Repeat the entries below exactly. Begin with the first line and end with the line that contains "assert_eq!(plan.last(), 0.95);".

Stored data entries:
------
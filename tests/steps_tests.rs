use approx::assert_relative_eq;
use rampforge::color::Color;
use rampforge::curves::{CurveConfig, CurveType};
use rampforge::error::RampError;
use rampforge::family::{ColorFamily, StepId};
use rampforge::steps::{
    Direction, LightnessRange, LightnessSteps, StepScale, is_monotonic, lightness_differences,
    smoothness,
};

fn default_plan(direction: Direction) -> LightnessSteps {
    LightnessSteps::plan_range(
        &StepScale::default(),
        LightnessRange::default(),
        &CurveConfig::default(),
        direction,
    )
    .unwrap()
}

#[test]
fn test_default_scale_ids() {
    let ids = StepScale::default().ids();
    assert_eq!(ids.len(), 14);
    assert_eq!(ids[0], StepId(0));
    assert_eq!(ids[13], StepId(1300));
}

#[test]
fn test_plan_hits_range_endpoints_exactly() {
    let plan = default_plan(Direction::Ascending);
    assert_eq!(plan.len(), 14);
    assert_eq!(plan.first(), 0.15);
    assert_eq!(plan.last(), 0.95);
    assert!(is_monotonic(&plan.lightnesses(), Direction::Ascending));
}

#[test]
fn test_linear_plan_is_evenly_spaced() {
    let plan = default_plan(Direction::Ascending);
    let diffs = lightness_differences(&plan.lightnesses());
    for d in &diffs {
        assert_relative_eq!(*d, 0.8 / 13.0, epsilon = 1e-12);
    }
    assert!(smoothness(&plan.lightnesses()) < 1e-9);
}

#[test]
fn test_descending_plan_starts_light() {
    let plan = default_plan(Direction::Descending);
    assert_eq!(plan.first(), 0.95);
    assert_eq!(plan.last(), 0.15);
    assert!(is_monotonic(&plan.lightnesses(), Direction::Descending));
    assert!(!is_monotonic(&plan.lightnesses(), Direction::Ascending));
}

#[test]
fn test_curved_plans_stay_monotonic() {
    for curve_type in [CurveType::EaseIn, CurveType::EaseOut, CurveType::Sigmoid] {
        let plan = LightnessSteps::plan_range(
            &StepScale::default(),
            LightnessRange::new(0.1, 0.9),
            &CurveConfig::of(curve_type),
            Direction::Ascending,
        )
        .unwrap();
        assert!(is_monotonic(&plan.lightnesses(), Direction::Ascending));
        assert_eq!(plan.first(), 0.1);
        assert_eq!(plan.last(), 0.9);
    }
}

#[test]
fn test_invalid_range_is_configuration_error() {
    let err = LightnessSteps::plan_range(
        &StepScale::default(),
        LightnessRange::new(0.8, 0.2),
        &CurveConfig::default(),
        Direction::Ascending,
    )
    .unwrap_err();
    assert!(matches!(err, RampError::Configuration(_)));

    assert!(LightnessRange::new(-0.1, 0.5).validate().is_err());
    assert!(LightnessRange::new(0.5, 0.5).validate().is_err());
}

#[test]
fn test_step_count_below_two_is_rejected() {
    let scale = StepScale {
        start: 0,
        spacing: 100,
        count: 1,
    };
    assert!(scale.validate().is_err());
}

#[test]
fn test_lightness_at_interpolates_between_ids() {
    let plan = default_plan(Direction::Ascending);
    let l0 = plan.lightness_at(StepId(0));
    let l1 = plan.lightness_at(StepId(100));
    assert_relative_eq!(plan.lightness_at(StepId(50)), (l0 + l1) / 2.0, epsilon = 1e-12);
    // Outside the scale clamps to the extremes
    assert_eq!(plan.lightness_at(StepId(5000)), 0.95);
    assert_eq!(plan.index_of(StepId(300)), Some(3));
    assert_eq!(plan.index_of(StepId(350)), None);
    assert_eq!(plan.nearest_index(StepId(300)), 3);
    assert_eq!(plan.nearest_index(StepId(340)), 3);
    assert_eq!(plan.nearest_index(StepId(350)), 3);
    assert_eq!(plan.nearest_index(StepId(360)), 4);
    assert_eq!(plan.nearest_index(StepId(9000)), 13);
}

#[test]
fn test_pattern_plan_uses_difference_magnitudes() {
    let scale = StepScale {
        start: 100,
        spacing: 100,
        count: 4,
    };
    let plan = LightnessSteps::plan_from_pattern(
        &scale,
        &[-0.1, -0.1, -0.2],
        LightnessRange::new(0.0, 1.0),
        Direction::Ascending,
    )
    .unwrap();

    let values = plan.lightnesses();
    assert_relative_eq!(values[0], 0.0);
    assert_relative_eq!(values[1], 0.25, epsilon = 1e-12);
    assert_relative_eq!(values[2], 0.5, epsilon = 1e-12);
    assert_relative_eq!(values[3], 1.0);
}

#[test]
fn test_pattern_plan_resamples_to_step_count() {
    let scale = StepScale {
        start: 0,
        spacing: 100,
        count: 5,
    };
    let plan = LightnessSteps::plan_from_pattern(
        &scale,
        &[0.3, 0.3],
        LightnessRange::new(0.2, 0.6),
        Direction::Ascending,
    )
    .unwrap();
    let expected = [0.2, 0.3, 0.4, 0.5, 0.6];
    for (value, want) in plan.lightnesses().iter().zip(expected) {
        assert_relative_eq!(*value, want, epsilon = 1e-12);
    }
}

#[test]
fn test_pattern_without_progression_is_rejected() {
    let err = LightnessSteps::plan_from_pattern(
        &StepScale::default(),
        &[0.0, 0.0],
        LightnessRange::default(),
        Direction::Ascending,
    )
    .unwrap_err();
    assert!(matches!(err, RampError::Configuration(_)));
    assert!(
        LightnessSteps::plan_from_pattern(
            &StepScale::default(),
            &[],
            LightnessRange::default(),
            Direction::Ascending,
        )
        .is_err()
    );
}

#[test]
fn test_reference_pattern_follows_step_order() {
    let family = ColorFamily::new(
        "Blue",
        [
            (StepId(900), Color::parse("#172554").unwrap()),
            (StepId(100), Color::parse("#dbeafe").unwrap()),
            (StepId(500), Color::parse("#3b82f6").unwrap()),
        ],
    );
    let pattern = LightnessSteps::reference_pattern(&family);
    assert_eq!(pattern.len(), 2);
    // Light to dark in step order, so both differences are negative
    assert!(pattern.iter().all(|d| *d < 0.0));
}

#[test]
fn test_scaled_plan_keeps_shape() {
    let plan = LightnessSteps::plan_range(
        &StepScale::default(),
        LightnessRange::default(),
        &CurveConfig::of(CurveType::EaseIn),
        Direction::Ascending,
    )
    .unwrap();
    let dark = plan.scaled_to(LightnessRange::new(0.12, 0.9), Direction::Descending);

    assert_eq!(dark.first(), 0.9);
    assert_eq!(dark.last(), 0.12);
    assert_eq!(dark.shape(), plan.shape());
    assert_eq!(dark.direction(), Direction::Descending);
}

#[test]
fn test_smoothness_scores() {
    assert_eq!(smoothness(&[0.5]), 0.0);
    assert_eq!(smoothness(&[0.2, 0.4]), 0.0);
    assert!(smoothness(&[0.1, 0.2, 0.3, 0.4]) < 1e-9);
    assert!(smoothness(&[0.1, 0.15, 0.6, 0.65]) > 0.5);
}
------
## YOUR RESPONSE
filename tests/steps_tests.rs
use approx::assert_relative_eq;
use rampforge::color::Color;
use rampforge::curves::{CurveConfig, CurveType};
use rampforge::error::RampError;
use rampforge::family::{ColorFamily, StepId};
use rampforge::steps::{
    Direction, LightnessRange, LightnessSteps, StepScale, is_monotonic, lightness_differences,
    smoothness,
};

fn default_plan(direction: Direction) -> LightnessSteps {
    LightnessSteps::plan_range(
        &StepScale::default(),
        LightnessRange::default(),
        &CurveConfig::default(),
        direction,
    )
    .unwrap()
}

#[test]
fn test_default_scale_ids() {
    let ids = StepScale::default().ids();
    assert_eq!(ids.len(), 14);
    assert_eq!(ids[0], StepId(0));
    assert_eq!(ids[13], StepId(1300));
}

#[test]
fn test_plan_hits_range_endpoints_exactly() {
    let plan = default_plan(Direction::Ascending);
    assert_eq!(plan.len(), 14);
    assert_eq!(plan.first(), 0.15);
    assert_eq!(plan.last(), 0.95);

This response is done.